YOUR ASSIGNMENT
Exact copies of all entries are expected.

Saved data entries
§ §

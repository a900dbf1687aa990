//! Axum HTTP handlers for the web server
//!
//! Liveness probes, the plugin manifest, the OpenAPI document and the plain
//! `POST /greet` action. The protocol endpoint lives in `mcp::session`.

use axum::{
    body::to_bytes,
    extract::Request,
    http::{header, HeaderMap, StatusCode},
    response::{IntoResponse, Response},
    Json,
};
use serde::{Deserialize, Serialize};
use serde_json::json;

use crate::domain::greeting::greet as build_greeting;
use crate::domain::plugin::{manifest_event, openapi_document};
use crate::errors::AppError;
use crate::AppState;

pub const ROOT_BODY: &str = "ChatAppDemo MCP server";
const MAX_GREET_BODY_BYTES: usize = 100 * 1024;

#[derive(Debug, Serialize)]
pub struct HealthResponse {
    pub status: &'static str,
}

#[derive(Debug, Deserialize)]
pub struct GreetRequest {
    pub name: String,
}

#[derive(Debug, Serialize)]
pub struct GreetResponse {
    pub message: String,
    pub timestamp: String,
}

pub async fn root() -> &'static str {
    ROOT_BODY
}

pub async fn health() -> Json<HealthResponse> {
    Json(HealthResponse { status: "ok" })
}

pub async fn not_found() -> StatusCode {
    StatusCode::NOT_FOUND
}

pub async fn logo() -> (StatusCode, &'static str) {
    (StatusCode::NOT_FOUND, "Logo not implemented")
}

pub async fn legal() -> &'static str {
    "Legal information not implemented"
}

pub async fn manifest(state: &AppState, headers: &HeaderMap) -> Response {
    let base_url = base_url(headers, state.config.port);

    (
        [
            (header::CONTENT_TYPE, "text/event-stream"),
            (header::CACHE_CONTROL, "no-cache"),
        ],
        manifest_event(&base_url),
    )
        .into_response()
}

pub async fn openapi(state: &AppState, headers: &HeaderMap) -> Response {
    Json(openapi_document(&base_url(headers, state.config.port))).into_response()
}

pub async fn greet(request: Request) -> Response {
    let body = match to_bytes(request.into_body(), MAX_GREET_BODY_BYTES).await {
        Ok(body) => body,
        Err(err) => {
            return AppError::internal(format!("failed to read request body: {err}"))
                .into_response()
        }
    };

    let parsed = serde_json::from_slice::<GreetRequest>(&body)
        .map_err(|err| err.to_string())
        .and_then(|input| build_greeting(&input.name).map_err(|err| err.to_string()));

    match parsed {
        Ok(greeting) => Json(GreetResponse {
            message: greeting.greeting,
            timestamp: greeting.timestamp,
        })
        .into_response(),
        Err(detail) => (
            StatusCode::BAD_REQUEST,
            Json(json!({
                "error": "Invalid input",
                "details": [{ "message": detail }],
            })),
        )
            .into_response(),
    }
}

/// Honors `x-forwarded-proto` and `host` the way reverse proxies set them.
pub fn base_url(headers: &HeaderMap, port: u16) -> String {
    let scheme = headers
        .get("x-forwarded-proto")
        .and_then(|value| value.to_str().ok())
        .and_then(|value| value.split(',').next())
        .map(str::trim)
        .filter(|value| !value.is_empty())
        .unwrap_or("http");
    let host = headers
        .get(header::HOST)
        .and_then(|value| value.to_str().ok())
        .map(str::trim)
        .filter(|value| !value.is_empty())
        .map(str::to_string)
        .unwrap_or_else(|| format!("localhost:{port}"));

    format!("{scheme}://{host}")
}

#[cfg(test)]
mod tests {
    use axum::http::{HeaderMap, HeaderValue};

    use super::base_url;

    #[test]
    fn base_url_defaults_to_localhost() {
        assert_eq!(base_url(&HeaderMap::new(), 3000), "http://localhost:3000");
    }

    #[test]
    fn base_url_uses_forwarded_proto_and_host() {
        let mut headers = HeaderMap::new();
        headers.insert("host", HeaderValue::from_static("demo.example"));
        headers.insert("x-forwarded-proto", HeaderValue::from_static("https, http"));
        assert_eq!(base_url(&headers, 3000), "https://demo.example");
    }
}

§ §

RESULT FOR THIS TASK
repository a900dbf1687aa990
//! Axum HTTP handlers for the web server
//!
//! Liveness probes, the plugin manifest, the OpenAPI document and the plain
//! `POST /greet` action. The protocol endpoint lives in `mcp::session`.

use axum::{
    body::to_bytes,
    extract::Request,
    http::{header, HeaderMap, StatusCode},
    response::{IntoResponse, Response},
    Json,
};
use serde::{Deserialize, Serialize};
use serde_json::json;

use crate::domain::greeting::greet as build_greeting;
use crate::domain::plugin::{manifest_event, openapi_document};
use crate::errors::AppError;
use crate::AppState;

pub const ROOT_BODY: &str = "ChatAppDemo MCP server";
const MAX_GREET_BODY_BYTES: usize = 100 * 1024;

#[derive(Debug, Serialize)]
pub struct HealthResponse {
    pub status: &'static str,
}

#[derive(Debug, Deserialize)]
pub struct GreetRequest {
    pub name: String,
}

#[derive(Debug, Serialize)]
pub struct GreetResponse {
    pub message: String,
    pub timestamp: String,
}

pub async fn root() -> &'static str {
    ROOT_BODY
}

pub async fn health() -> Json<HealthResponse> {
    Json(HealthResponse { status: "ok" })
}

pub async fn not_found() -> StatusCode {
    StatusCode::NOT_FOUND
}

pub async fn logo() -> (StatusCode, &'static str) {
    (StatusCode::NOT_FOUND, "Logo not implemented")
}

pub async fn legal() -> &'static str {
    "Legal information not implemented"
}

pub async fn manifest(state: &AppState, headers: &HeaderMap) -> Response {
    let base_url = base_url(headers, state.config.port);

    (
        [
            (header::CONTENT_TYPE, "text/event-stream"),
            (header::CACHE_CONTROL, "no-cache"),
        ],
        manifest_event(&base_url),
    )
        .into_response()
}

pub async fn openapi(state: &AppState, headers: &HeaderMap) -> Response {
    Json(openapi_document(&base_url(headers, state.config.port))).into_response()
}

pub async fn greet(request: Request) -> Response {
    let body = match to_bytes(request.into_body(), MAX_GREET_BODY_BYTES).await {
        Ok(body) => body,
        Err(err) => {
            return AppError::internal(format!("failed to read request body: {err}"))
                .into_response()
        }
    };

    let parsed = serde_json::from_slice::<GreetRequest>(&body)
        .map_err(|err| err.to_string())
        .and_then(|input| build_greeting(&input.name).map_err(|err| err.to_string()));

    match parsed {
        Ok(greeting) => Json(GreetResponse {
            message: greeting.greeting,
            timestamp: greeting.timestamp,
        })
        .into_response(),
        Err(detail) => (
            StatusCode::BAD_REQUEST,
            Json(json!({
                "error": "Invalid input",
                "details": [{ "message": detail }],
            })),
        )
            .into_response(),
    }
}

/// Honors `x-forwarded-proto` and `host` the way reverse proxies set them.
pub fn base_url(headers: &HeaderMap, port: u16) -> String {
    let scheme = headers
        .get("x-forwarded-proto")
        .and_then(|value| value.to_str().ok())
        .and_then(|value| value.split(',').next())
        .map(str::trim)
        .filter(|value| !value.is_empty())
        .unwrap_or("http");
    let host = headers
        .get(header::HOST)
        .and_then(|value| value.to_str().ok())
        .map(str::trim)
        .filter(|value| !value.is_empty())
        .map(str::to_string)
        .unwrap_or_else(|| format!("localhost:{port}"));

    format!("{scheme}://{host}")
}

#[cfg(test)]
mod tests {
    use axum::http::{HeaderMap, HeaderValue};

    use super::base_url;

    #[test]
    fn base_url_defaults_to_localhost() {
        assert_eq!(base_url(&HeaderMap::new(), 3000), "http://localhost:3000");
    }

    #[test]
    fn base_url_uses_forwarded_proto_and_host() {
        let mut headers = HeaderMap::new();
        headers.insert("host", HeaderValue::from_static("demo.example"));
        headers.insert("x-forwarded-proto", HeaderValue::from_static("https, http"));
        assert_eq!(base_url(&headers, 3000), "https://demo.example");
    }
}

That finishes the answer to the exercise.